One avenue of extensive research involves the use of bone morphogenetic proteins (BMP). BMPs are osteoinductive proteins in the superfamily of transforming growth factor-beta (TGF-β). Since their discovery, several BMPs have been identified and are currently being produced in mass quantities using recombinant technologies. Recombinant human osteogenic protein-1 (rhOP-1), also known as rhBMP-7, and rhBMP-2 are the only two BMPs currently approved for orthopedic procedures. Both have shown to be effective osteoinductive proteins in preclinical and clinical trials. These growth factors provide a potential alternative to autogenous bone graft and are capable of overcoming the suboptimal biological environment for bone formation seen in revision surgeries and in patients with risk factors for psuedoarthrosis. Unfortunately, the utility of these alternatives is limited by their cost, and associated risks, such as local inflammatory reactions, ectopic bone formation, and the theoretical risks of carcinogenicity, and teratogenicity. The risk for these adverse factors increase in a dose-dependant manner and are present at the doses currently used for orthopedic procedures.
Growth factors are substances, including peptides, which affect the growth and differentiation of defined cell populations in vivo or in vitro. Normal bone formation occurs during development, bone remodeling occurs in adult life, and bone repair occurs in order to preserve the integrity of the skeleton. Bone formation, remodeling and repair involve bone resorption by osteoclasts and bone formation by osteoblasts. Cell differentiation and the activity of osteoblasts and osteoclasts are regulated by growth factors. Thus, any interference between the balance in cell differentiation and resorption can affect bone homeostasis, bone formation and repair.
The induction of ectopic bone formation by demineralized bone matrix (DBM) has been described. Further, the properties of the partially purified protein fraction, including BBP have been described. BBP is a synthetic, cyclic, 19 amino acid peptide. The sequence for this peptide is based on that of a portion of a 18.5 kD protein called “bone morphogenetic protein/noncollagenous protein” (BMP/NCP) which had no independent osteogenic activity. This protein was found to be identical to a fragment of a previously isolated protein, spp24 (secreted phosophoprotein 24 kD). Spp24 shares with other BMP binding proteins, such as fetuin, a cystatin domain which in turn contains a smaller motif, the TRH-1 (TGF-β receptor II homology 1) domain. Spp24 binds to BMP-2 and has been shown to inhibit its osteogenic activity in an ectopic bone formation model and in a transgenic model of bone formation.

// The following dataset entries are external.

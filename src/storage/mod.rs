pub mod label;
pub mod signature_store;

pub use label::normalize_label;
pub use signature_store::{FacialSignature, FileSignatureStore, SignatureSet, SignatureStore};
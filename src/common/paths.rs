use std::path::PathBuf;

// System-wide locations used when the daemon runs outside dev mode

pub fn system_signatures_dir() -> PathBuf {
    PathBuf::from("/var/lib/exam-proctor/signatures")
}

pub fn system_uploads_dir() -> PathBuf {
    PathBuf::from("/var/lib/exam-proctor/uploads")
}

pub fn system_config_file() -> PathBuf {
    PathBuf::from("/etc/exam-proctor/exam-proctor.toml")
}

pub fn system_models_dir() -> PathBuf {
    PathBuf::from("/usr/share/exam-proctor/models")
}

pub fn system_socket_path() -> PathBuf {
    PathBuf::from("/run/exam-proctor/service.sock")
}

/// Per-user data directory, used when the tools run unprivileged outside dev mode.
pub fn user_data_dir() -> Option<PathBuf> {
    directories::ProjectDirs::from("org", "exam-proctor", "ExamProctor")
        .map(|dirs| dirs.data_dir().to_path_buf())
}

pub fn running_as_root() -> bool {
    // SAFETY: geteuid has no preconditions
    unsafe { libc::geteuid() == 0 }
}
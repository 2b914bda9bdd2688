//! Single-frame identity decision against one reference signature.
//!
//! The matcher never auto-selects among several faces: more than one face
//! in the frame is reported as [`MatchStatus::MultipleFaces`].

use crate::common::config::{DistanceMetric, MatcherConfig};
use crate::core::detector::{FaceBox, FaceDetection};
use crate::core::recognizer::{cosine_similarity, euclidean_distance, FaceEmbedding};
use image::DynamicImage;
use serde::{Deserialize, Serialize};
use std::sync::Arc;

#[derive(Debug, Clone, Copy, PartialEq, Eq, Serialize, Deserialize)]
#[serde(rename_all = "snake_case")]
pub enum MatchStatus {
    Confirmed,
    Mismatch,
    NoFace,
    MultipleFaces,
    ErrorAnalysis,
}

#[derive(Debug, Clone, PartialEq)]
pub struct MatchResult {
    pub status: MatchStatus,
    /// Distance to the reference, present when exactly one face was embedded.
    pub distance: Option<f32>,
    /// The face that was compared.
    pub face: Option<FaceBox>,
}

impl MatchResult {
    fn bare(status: MatchStatus) -> Self {
        Self { status, distance: None, face: None }
    }

    /// Maps the distance into [0, 1], 1 meaning identical vectors.
    pub fn confidence(&self) -> Option<f32> {
        self.distance.map(|d| (1.0 - d).clamp(0.0, 1.0))
    }
}

pub struct IdentityMatcher {
    detector: Arc<dyn FaceDetection>,
    embedder: Arc<dyn FaceEmbedding>,
    config: MatcherConfig,
}

impl IdentityMatcher {
    pub fn new(
        detector: Arc<dyn FaceDetection>,
        embedder: Arc<dyn FaceEmbedding>,
        config: MatcherConfig,
    ) -> Self {
        Self { detector, embedder, config }
    }

    pub fn match_frame(&self, frame: &DynamicImage, reference: &[f32]) -> MatchResult {
        let faces = match self.detector.detect(frame) {
            Ok(faces) => faces,
            Err(e) => {
                tracing::debug!("Face detection failed: {}", e);
                return MatchResult::bare(MatchStatus::ErrorAnalysis);
            }
        };

        let face = match faces.as_slice() {
            [] => return MatchResult::bare(MatchStatus::NoFace),
            [face] => face.clone(),
            _ => return MatchResult::bare(MatchStatus::MultipleFaces),
        };

        let embedding = match self.embedder.embed(frame, &face) {
            Ok(embedding) => embedding,
            Err(e) => {
                tracing::debug!("Face embedding failed: {}", e);
                return MatchResult { status: MatchStatus::ErrorAnalysis, distance: None, face: Some(face) };
            }
        };

        let distance = match signature_distance(&embedding, reference, self.config.metric) {
            Some(distance) => distance,
            None => {
                tracing::warn!(
                    "Embedding dimension {} does not match signature dimension {}",
                    embedding.len(),
                    reference.len()
                );
                return MatchResult { status: MatchStatus::ErrorAnalysis, distance: None, face: Some(face) };
            }
        };

        let status = if distance < self.config.distance_threshold {
            MatchStatus::Confirmed
        } else {
            MatchStatus::Mismatch
        };

        MatchResult { status, distance: Some(distance), face: Some(face) }
    }
}

/// `None` when the vectors are empty or of different dimension.
pub fn signature_distance(a: &[f32], b: &[f32], metric: DistanceMetric) -> Option<f32> {
    if a.is_empty() || a.len() != b.len() {
        return None;
    }

    let distance = match metric {
        DistanceMetric::Euclidean => euclidean_distance(a, b),
        DistanceMetric::Cosine => 1.0 - cosine_similarity(a, b),
    };

    distance.is_finite().then_some(distance)
}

Safe, effective and affordable compositions, devices and methods are desired to enhance bone formation and repair, including treatment of bone disorders (such as osteoporosis), bone injury (such as fracture healing of flat (e.g., membranous) and long (e.g., endochondral) bones, non-union fractures and reconstructive surgery), sites of knee/hip/joint repair or replacement surgery treating periodontitis, periodontal regeneration, alveolar ridge augmentation for tooth implant reconstruction, for example.